Two years ago, a pall fell upon New Orleans when Brennan’s, a treasured temple of French Creole cuisine and boozy breakfasts, abruptly closed its doors. Founded in 1956, the restaurant held indelible memories of milk punches, sherried turtle soup, and rum-soaked bananas Foster (a dish that Brennan’s invented) for generations of diners. But the founders’ sons, Ted and Owen “Pip” Brennan, had driven the family flagship into bankruptcy.
Truth be told, Brennan’s had lost some of its luster in the past decade, a casualty of misspending, family feuding, and self-cannibalism. (With nine Brennan family–owned restaurants in the French Quarter alone, the name had been diluted.) “Prior to the closing, Brennan’s was more or less a tourist trap for brunch,” says Brobson Lutz, a former Orleans Parish medical director, a French Quarter dining fixture, and a custodian of local color.
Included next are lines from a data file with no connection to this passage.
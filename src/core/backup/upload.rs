//! Upload collaborator: pushes a finished archive to remote storage.

use crate::config::Config;
use crate::ui::messages::info;
use crate::utils::path::file_name_or;
use std::fs;
use std::io;
use std::path::{Path, PathBuf};
use std::sync::Arc;
use thiserror::Error;

#[derive(Error, Debug)]
pub enum UploadError {
    #[error("no upload destination configured")]
    NotConfigured,

    #[error("backup file not found: {0}")]
    NotFound(PathBuf),

    #[error("upload destination unavailable: {0}")]
    Unavailable(PathBuf),

    #[error("upload rejected: {0}")]
    Rejected(String),

    #[error("I/O error during upload: {0}")]
    Io(#[from] io::Error),
}

/// Anything that can take a local archive and return a remote identifier.
pub trait Uploader: Send + Sync {
    fn upload(&self, local: &Path) -> Result<String, UploadError>;
}

/// Uploads into a folder of a locally mounted cloud drive
/// (`<root>/<folder>/<archive name>`).
#[derive(Debug, Clone)]
pub struct FolderUploader {
    root: PathBuf,
    folder: String,
}

impl FolderUploader {
    pub fn new<P: Into<PathBuf>>(root: P, folder: &str) -> Self {
        Self {
            root: root.into(),
            folder: folder.to_string(),
        }
    }

    /// Destination folder, created on first use. The drive root itself must
    /// already be mounted.
    fn find_or_create_folder(&self) -> Result<PathBuf, UploadError> {
        if !self.root.is_dir() {
            return Err(UploadError::Unavailable(self.root.clone()));
        }

        let target = if self.folder.trim().is_empty() {
            self.root.clone()
        } else {
            self.root.join(&self.folder)
        };

        if !target.is_dir() {
            fs::create_dir_all(&target)?;
            info(format!("Created remote folder '{}'", target.display()));
        }
        Ok(target)
    }
}

impl Uploader for FolderUploader {
    fn upload(&self, local: &Path) -> Result<String, UploadError> {
        if !local.is_file() {
            return Err(UploadError::NotFound(local.to_path_buf()));
        }

        let folder = self.find_or_create_folder()?;
        let dest = folder.join(file_name_or(local, "backup.zip"));

        info(format!("Uploading {} ...", local.display()));
        let bytes = fs::copy(local, &dest)?;
        info(format!("Upload completed: {} ({} bytes)", dest.display(), bytes));

        Ok(dest.to_string_lossy().to_string())
    }
}

/// Stand-in used when no destination is configured: every upload fails, so
/// backups are kept locally only.
#[derive(Debug, Clone, Copy, Default)]
pub struct DisabledUploader;

impl Uploader for DisabledUploader {
    fn upload(&self, _local: &Path) -> Result<String, UploadError> {
        Err(UploadError::NotConfigured)
    }
}

/// Pick the uploader described by the configuration.
pub fn uploader_from_config(cfg: &Config) -> Arc<dyn Uploader> {
    match cfg.upload_path() {
        Some(root) => Arc::new(FolderUploader::new(root, &cfg.remote_folder)),
        None => Arc::new(DisabledUploader),
    }
}
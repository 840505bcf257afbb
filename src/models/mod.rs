//! Plain data types shared by the store, the backup pipeline and the CLI.

pub mod backup_record;
pub mod category;
pub mod entry;

pub use backup_record::{BackupRecord, BackupStatus};
pub use category::Category;
pub use entry::{Entry, EntryForm, NewEntry};
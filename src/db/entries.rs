use crate::errors::{AppError, AppResult};
use crate::models::{Category, Entry, NewEntry};
use crate::ui::messages::warning;
use crate::utils::date::{DATE_FMT, TIMESTAMP_FMT, format_timestamp, now_seconds};
use chrono::{NaiveDate, NaiveDateTime};
use rusqlite::{Connection, Result, Row, ToSql, params, params_from_iter};

const SELECT_COLUMNS: &str = "SELECT id, created_at, period_start, period_end, name, category, \
     description, IFNULL(photo_path, ''), IFNULL(points, 0) FROM entries";

/// Optional filters for entry queries.
#[derive(Debug, Clone, Default)]
pub struct EntryFilter {
    pub category: Option<Category>,
    /// Inclusive bounds on `period_start`.
    pub period: Option<(NaiveDate, NaiveDate)>,
}

/// Insert one entry and return its id.
pub fn insert_entry(conn: &Connection, entry: &NewEntry) -> AppResult<i64> {
    entry.validate()?;

    let created_at = format_timestamp(&now_seconds());

    let mut stmt = conn.prepare_cached(
        "INSERT INTO entries
            (created_at, period_start, period_end, name, category, description, photo_path, points)
         VALUES (?1, ?2, ?3, ?4, ?5, ?6, ?7, ?8)",
    )?;

    stmt.execute(params![
        created_at,
        entry.period_start.format(DATE_FMT).to_string(),
        entry.period_end.format(DATE_FMT).to_string(),
        entry.name,
        entry.category.to_db_str(),
        entry.description,
        entry.photo_path,
        entry.points,
    ])?;

    Ok(conn.last_insert_rowid())
}

/// Entries matching `filter`, newest activity first.
pub fn load_entries(conn: &Connection, filter: &EntryFilter) -> AppResult<Vec<Entry>> {
    let mut clauses: Vec<&str> = Vec::new();
    let mut args: Vec<String> = Vec::new();

    if let Some(cat) = &filter.category {
        clauses.push("category = ? COLLATE NOCASE");
        args.push(cat.to_db_str().to_string());
    }
    if let Some((from, to)) = &filter.period {
        clauses.push("period_start BETWEEN ? AND ?");
        args.push(from.format(DATE_FMT).to_string());
        args.push(to.format(DATE_FMT).to_string());
    }

    let mut sql = SELECT_COLUMNS.to_string();
    if !clauses.is_empty() {
        sql.push_str(" WHERE ");
        sql.push_str(&clauses.join(" AND "));
    }
    sql.push_str(" ORDER BY period_start DESC, id DESC");

    let params: Vec<&dyn ToSql> = args.iter().map(|s| s as &dyn ToSql).collect();

    let mut stmt = conn.prepare(&sql)?;
    let rows = stmt.query_map(params_from_iter(params), map_row)?;

    let mut out = Vec::new();
    for r in rows {
        out.push(r?);
    }
    Ok(out)
}

/// Every entry ordered by `period_start` descending. Read faults are
/// reported and yield an empty list.
pub fn list_all(conn: &Connection) -> Vec<Entry> {
    match load_entries(conn, &EntryFilter::default()) {
        Ok(v) => v,
        Err(e) => {
            warning(format!("Error retrieving entries: {}", e));
            Vec::new()
        }
    }
}

/// Total number of entries; 0 when the table cannot be read.
pub fn count(conn: &Connection) -> i64 {
    match conn.query_row("SELECT COUNT(*) FROM entries", [], |row| row.get(0)) {
        Ok(n) => n,
        Err(e) => {
            warning(format!("Error getting entries count: {}", e));
            0
        }
    }
}

pub fn map_row(row: &Row) -> Result<Entry> {
    let created_str: String = row.get(1)?;
    let start_str: String = row.get(2)?;
    let end_str: String = row.get(3)?;

    let created_at = NaiveDateTime::parse_from_str(&created_str, TIMESTAMP_FMT)
        .map_err(|_| conversion_error(1, AppError::InvalidDate(created_str.clone())))?;
    let period_start = NaiveDate::parse_from_str(&start_str, DATE_FMT)
        .map_err(|_| conversion_error(2, AppError::InvalidDate(start_str.clone())))?;
    let period_end = NaiveDate::parse_from_str(&end_str, DATE_FMT)
        .map_err(|_| conversion_error(3, AppError::InvalidDate(end_str.clone())))?;

    let category: String = row.get(5)?;
    let points: i64 = row.get(8)?;

    Ok(Entry {
        id: row.get(0)?,
        created_at,
        period_start,
        period_end,
        name: row.get(4)?,
        category: Category::from_db_str(&category),
        description: row.get(6)?,
        photo_path: row.get(7)?,
        points: u32::try_from(points).unwrap_or(0),
    })
}

fn conversion_error(col: usize, err: AppError) -> rusqlite::Error {
    rusqlite::Error::FromSqlConversionFailure(col, rusqlite::types::Type::Text, Box::new(err))
}
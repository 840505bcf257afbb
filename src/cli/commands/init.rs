use crate::cli::parser::Cli;
use crate::config::Config;
use crate::db::{log, open_store};
use crate::errors::AppResult;
use crate::ui::messages::{success, warning};
use std::fs;

/// Handle the `init` command
///
/// This initializes:
///  - the config directory (if missing)
///  - the configuration file (skipped with `--test`)
///  - the SQLite database and all pending migrations
///  - the photo, backup and export directories
pub fn handle(cli: &Cli) -> AppResult<()> {
    let cfg = Config::init_all(cli.db.clone(), cli.test)?;
    let db_path = cfg.database_path();

    println!("⚙️  Initializing cpdtracker…");
    if !cli.test {
        println!("📄 Config file : {}", Config::config_file().display());
    }
    println!("🗄️  Database   : {}", db_path.display());

    let store = open_store(&db_path)?;

    for dir in [cfg.photos_path(), cfg.backups_path(), cfg.exports_path()] {
        fs::create_dir_all(&dir)?;
    }

    success(format!("Database initialized at {}", db_path.display()));

    if let Err(e) = log::ttlog(
        &store.conn,
        "init",
        "Database initialized",
        &format!("Database initialized at {}", db_path.display()),
    ) {
        warning(format!("Failed to write internal log: {}", e));
    }

    store.close()?;

    println!("🎉 cpdtracker initialization completed!");
    Ok(())
}
//! Date helpers shared by the store, the backup scheduler and the CLI.

use chrono::{Local, NaiveDate, NaiveDateTime, Timelike};

/// Storage format for calendar dates (`period_start`, `period_end`).
pub const DATE_FMT: &str = "%Y-%m-%d";

/// Storage format for timestamps (`created_at`, `attempted_at`).
pub const TIMESTAMP_FMT: &str = "%Y-%m-%d %H:%M:%S";

/// Compact form used inside generated file names.
pub const FILE_STAMP_FMT: &str = "%Y%m%d_%H%M%S";

/// Current local time truncated to whole seconds, so a stored timestamp
/// reads back equal to the in-memory value.
pub fn now_seconds() -> NaiveDateTime {
    let now = Local::now().naive_local();
    now.with_nanosecond(0).unwrap_or(now)
}

pub fn parse_date(s: &str) -> Option<NaiveDate> {
    NaiveDate::parse_from_str(s.trim(), DATE_FMT).ok()
}

pub fn parse_timestamp(s: &str) -> Option<NaiveDateTime> {
    NaiveDateTime::parse_from_str(s.trim(), TIMESTAMP_FMT).ok()
}

pub fn format_timestamp(ts: &NaiveDateTime) -> String {
    ts.format(TIMESTAMP_FMT).to_string()
}

pub fn file_stamp(ts: &NaiveDateTime) -> String {
    ts.format(FILE_STAMP_FMT).to_string()
}
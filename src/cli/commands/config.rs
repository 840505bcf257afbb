use crate::cli::parser::Commands;
use crate::config::Config;
use crate::config::migrate::{migrate_config_file, missing_keys};
use crate::errors::{AppError, AppResult};
use crate::ui::messages::{error, info, success, warning};
use std::process::Command;

/// Handle the `config` subcommand
pub fn handle(cmd: &Commands, cfg: &Config) -> AppResult<()> {
    if let Commands::Config {
        print_config,
        check,
        migrate,
        edit_config,
        editor,
    } = cmd
    {
        let path = Config::config_file();

        if *print_config {
            let yaml = serde_yaml::to_string(cfg).map_err(|e| AppError::Config(e.to_string()))?;
            println!("📄 Current configuration:\n");
            println!("{}", yaml);
        }

        if *check {
            if !path.exists() {
                warning(format!("Configuration file not found: {}", path.display()));
            } else {
                let missing = missing_keys(&path)?;
                if missing.is_empty() {
                    success("Configuration file is complete.");
                } else {
                    warning(format!("Missing configuration keys: {}", missing.join(", ")));
                    info("Run `cpdtracker config --migrate` to add them with defaults.");
                }
            }
        }

        if *migrate {
            if !path.exists() {
                warning(format!("Configuration file not found: {}", path.display()));
            } else {
                migrate_config_file(&path)?;
            }
        }

        if *edit_config {
            let default_editor = std::env::var("EDITOR")
                .or_else(|_| std::env::var("VISUAL"))
                .unwrap_or_else(|_| {
                    if cfg!(target_os = "windows") {
                        "notepad".to_string()
                    } else {
                        "nano".to_string()
                    }
                });

            let editor_to_use = editor.clone().unwrap_or_else(|| default_editor.clone());

            match Command::new(&editor_to_use).arg(&path).status() {
                Ok(s) if s.success() => {
                    success(format!(
                        "Configuration file edited successfully using '{}'",
                        editor_to_use
                    ));
                }
                _ => {
                    warning(format!(
                        "Editor '{}' not available, falling back to '{}'",
                        editor_to_use, default_editor
                    ));

                    match Command::new(&default_editor).arg(&path).status() {
                        Ok(s) if s.success() => success(format!(
                            "Configuration file edited successfully using fallback '{}'",
                            default_editor
                        )),
                        _ => error(format!(
                            "Failed to edit configuration file using fallback '{}'",
                            default_editor
                        )),
                    }
                }
            }
        }
    }

    Ok(())
}
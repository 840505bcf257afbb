use crate::errors::AppResult;
use chrono::Local;
use rusqlite::{Connection, params};

/// One row of the internal audit table.
#[derive(Debug, Clone)]
pub struct LogRow {
    pub id: i64,
    pub date: String,
    pub operation: String,
    pub target: String,
    pub message: String,
}

/// Write an internal audit line into the `log` table.
pub fn ttlog(conn: &Connection, operation: &str, target: &str, message: &str) -> AppResult<()> {
    let now = Local::now().to_rfc3339();

    let mut stmt = conn.prepare_cached(
        "INSERT INTO log (date, operation, target, message)
         VALUES (?1, ?2, ?3, ?4)",
    )?;

    stmt.execute(params![now, operation, target, message])?;

    Ok(())
}

/// Read the audit table, oldest first.
pub fn load_log(conn: &Connection) -> AppResult<Vec<LogRow>> {
    let mut stmt = conn.prepare_cached(
        "SELECT id, date, operation, IFNULL(target, ''), message FROM log ORDER BY id ASC",
    )?;

    let rows = stmt.query_map([], |row| {
        Ok(LogRow {
            id: row.get(0)?,
            date: row.get(1)?,
            operation: row.get(2)?,
            target: row.get(3)?,
            message: row.get(4)?,
        })
    })?;

    let mut out = Vec::new();
    for r in rows {
        out.push(r?);
    }
    Ok(out)
}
The building was nabbed in a sheriff’s auction by third-generation restaurateur Ralph Brennan. When Brennan’s reopened in November, it was front-page news. “It’s the biggest story in this town since Hurricane Katrina,” says James Carville, the political analyst and New Orleans local, adding that the building “is the best single piece of real estate in the city.”
Along with his business partner, Terry White, Ralph Brennan invested $20 million into renovating the pink stucco landmark, a sprawling late-1700s town house in the heart of the Quarter. (It’s said to be the costliest restaurant project in the history of New Orleans.) The ultimate mission for the revival, according to Ralph Brennan, is “to bring back the locals and the visitors will follow.”
Most critically, the owners installed in the kitchen a Mississippi-born 40-year-old chef, Slade Rushing, formerly of New Orleans’s highly regarded MiLa and New York’s Jack’s Luxury Oyster Bar, to tweak the classics and create what Rushing characterizes as a “lighter, just-decadent-enough menu.”
The reaction has so far been overwhelmingly positive. “The food is off the charts,” raves Julia Reed, a local writer who has been eating at Brennan’s with her family since she was five. “We went recently, and there wasn’t one person at our eight-person table who wasn’t literally licking the plates.”
“A restaurant can never sit still,” says Ralph Brennan. “I want Brennan’s to return to its name meaning something, to endure at least another generation or two.”
Brennan’s is at 417 Rue Royal; 504-525-9711; brennansneworleans.com.